Recurrent Neural Networks (RNNs) are general-purpose parallel-sequential computers. The program of an RNN is its weight matrix. How to learn useful representations of RNN weights that facilitate RNN analysis as well as downstream tasks? While the mechanistic approach directly looks at some RNN's weights to predict its behavior, the functionalist approach analyzes its overall functionality-specifically, its input-output mapping. We consider several mechanistic approaches for RNN weights and adapt the permutation equivariant Deep Weight Space layer for RNNs. Our two novel functionalist approaches extract information from RNN weights by 'interrogating' the RNN through probing inputs. We develop a theoretical framework that demonstrates conditions under which the functionalist approach can generate rich representations that help determine RNN behavior. We release the first two 'model zoo' datasets for RNN weight representation learning. One consists of generative models of a class of formal languages, and the other one of classifiers of sequentially processed MNIST digits.With the help of an emulation-based self-supervised learning technique we compare and evaluate the different RNN weight encoding techniques on multiple downstream applications. On the most challenging one, namely predicting which exact task the RNN was trained on, functionalist approaches show clear superiority.
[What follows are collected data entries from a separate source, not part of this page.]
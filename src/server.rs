//! HTTP server initialization and runtime setup.
//!
//! Handles store selection, telemetry setup, and Axum server lifecycle.

use crate::config::{Config, StoreBackend};
use crate::domain::repositories::{DraftRepository, LinkRepository};
use crate::infrastructure::persistence::{
    FileLinkRepository, MemoryLinkRepository, RemoteLinkRepository,
};
use crate::infrastructure::telemetry::{
    ChannelTelemetry, NullTelemetry, TelemetryShipper, TelemetrySink,
};
use crate::routes::app_router;
use crate::state::AppState;

use anyhow::{Context, Result};
use axum::ServiceExt;
use axum::extract::Request;
use std::net::SocketAddr;
use std::sync::Arc;
use std::time::Duration;
use tokio::task::JoinHandle;

/// Builds the record and draft stores selected by `STORE_BACKEND`.
///
/// The remote backend has no draft endpoint, so drafts then stay in memory.
///
/// # Errors
///
/// Returns an error if the data directory cannot be created or the HTTP
/// client cannot be built.
pub async fn build_stores(
    config: &Config,
) -> Result<(Arc<dyn LinkRepository>, Arc<dyn DraftRepository>)> {
    match config.store_backend {
        StoreBackend::Memory => {
            let store = Arc::new(MemoryLinkRepository::new());
            let links: Arc<dyn LinkRepository> = store.clone();
            let drafts: Arc<dyn DraftRepository> = store;
            Ok((links, drafts))
        }
        StoreBackend::File => {
            let store = Arc::new(FileLinkRepository::open(&config.store_path).await?);
            let links: Arc<dyn LinkRepository> = store.clone();
            let drafts: Arc<dyn DraftRepository> = store;
            Ok((links, drafts))
        }
        StoreBackend::Remote => {
            let base_url = config
                .backend_url
                .clone()
                .context("BACKEND_URL must be set for the remote store")?;
            let links: Arc<dyn LinkRepository> = Arc::new(RemoteLinkRepository::new(
                base_url,
                config.backend_token.clone(),
                Duration::from_secs(config.backend_timeout_seconds),
            )?);
            tracing::info!("Drafts kept in memory (remote backend has no draft storage)");
            let drafts: Arc<dyn DraftRepository> = Arc::new(MemoryLinkRepository::new());
            Ok((links, drafts))
        }
    }
}

/// Builds the telemetry sink and spawns its shipper when a collector is set.
///
/// # Errors
///
/// Returns an error if the shipper's HTTP client cannot be built.
pub fn build_telemetry(config: &Config) -> Result<(Arc<dyn TelemetrySink>, Option<JoinHandle<()>>)> {
    let Some(url) = &config.telemetry_url else {
        tracing::info!("Telemetry disabled (NullTelemetry)");
        let sink: Arc<dyn TelemetrySink> = Arc::new(NullTelemetry::new(&config.telemetry_origin));
        return Ok((sink, None));
    };

    let (sink, rx) = ChannelTelemetry::new(&config.telemetry_origin, config.telemetry_queue_capacity);
    let shipper = TelemetryShipper::new(
        url.clone(),
        config.telemetry_token.clone(),
        Duration::from_secs(config.backend_timeout_seconds),
        rx,
    )?;
    let handle = tokio::spawn(shipper.run());
    tracing::info!("Telemetry shipper spawned");

    let sink: Arc<dyn TelemetrySink> = Arc::new(sink);
    Ok((sink, Some(handle)))
}

/// Runs the HTTP server with the given configuration.
///
/// Initializes:
/// - Record and draft stores
/// - Telemetry sink and background shipper
/// - Axum HTTP server with graceful shutdown on Ctrl+C / SIGTERM
///
/// # Errors
///
/// Returns an error if:
/// - Store initialization fails
/// - Server bind fails
/// - Server runtime error occurs
pub async fn run(config: Config) -> Result<()> {
    let (links, drafts) = build_stores(&config).await?;
    tracing::info!(backend = links.backend_name(), "Record store ready");

    let (telemetry, shipper) = build_telemetry(&config)?;

    let state = AppState::new(
        links,
        drafts,
        telemetry,
        config.base_url.clone(),
        config.default_validity_minutes,
    );

    let app = app_router(state);

    let addr: SocketAddr = config.listen_addr.parse()?;
    let listener = tokio::net::TcpListener::bind(addr).await?;
    tracing::info!("Listening on http://{addr}");

    axum::serve(
        listener,
        ServiceExt::<Request>::into_make_service_with_connect_info::<SocketAddr>(app),
    )
    .with_graceful_shutdown(shutdown_signal())
    .await?;

    // The router (and with it the last telemetry sender) is gone; let the
    // shipper flush what is queued.
    if let Some(handle) = shipper {
        match tokio::time::timeout(Duration::from_secs(5), handle).await {
            Ok(_) => tracing::info!("Telemetry flushed"),
            Err(_) => tracing::warn!("Telemetry flush timed out, dropping queued entries"),
        }
    }

    tracing::info!("Server stopped");
    Ok(())
}

async fn shutdown_signal() {
    let ctrl_c = async {
        if let Err(e) = tokio::signal::ctrl_c().await {
            tracing::error!("Failed to listen for Ctrl+C: {e}");
        }
    };

    #[cfg(unix)]
    let terminate = async {
        match tokio::signal::unix::signal(tokio::signal::unix::SignalKind::terminate()) {
            Ok(mut signal) => {
                signal.recv().await;
            }
            Err(e) => tracing::error!("Failed to listen for SIGTERM: {e}"),
        }
    };

    #[cfg(not(unix))]
    let terminate = std::future::pending::<()>();

    tokio::select! {
        () = ctrl_c => {},
        () = terminate => {},
    }

    tracing::info!("Shutdown signal received");
}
翻译：循环神经网络（RNN）是通用的并行-序列计算模型。RNN的程序即其权重矩阵。如何学习有助于RNN分析及下游任务的权重有用表示？机制主义方法直接观察特定RNN的权重以预测其行为，而功能主义方法则分析其整体功能——具体而言是其输入-输出映射。我们探讨了多种针对RNN权重的机制主义方法，并为RNN适配了置换等变的深度权重空间层。我们提出的两种新颖功能主义方法通过探测输入“询问”RNN，从而从其权重中提取信息。我们构建的理论框架证明了功能主义方法能够生成丰富表示以确定RNN行为的条件。我们发布了首个用于RNN权重表示学习的两个“模型动物园”数据集：一个由某类形式语言的生成模型构成，另一个由序列处理MNIST数字的分类器构成。借助基于仿真的自监督学习技术，我们在多个下游应用中比较评估了不同的RNN权重编码技术。在最具挑战性的任务——即预测RNN具体受训任务——上，功能主义方法展现出明显优势。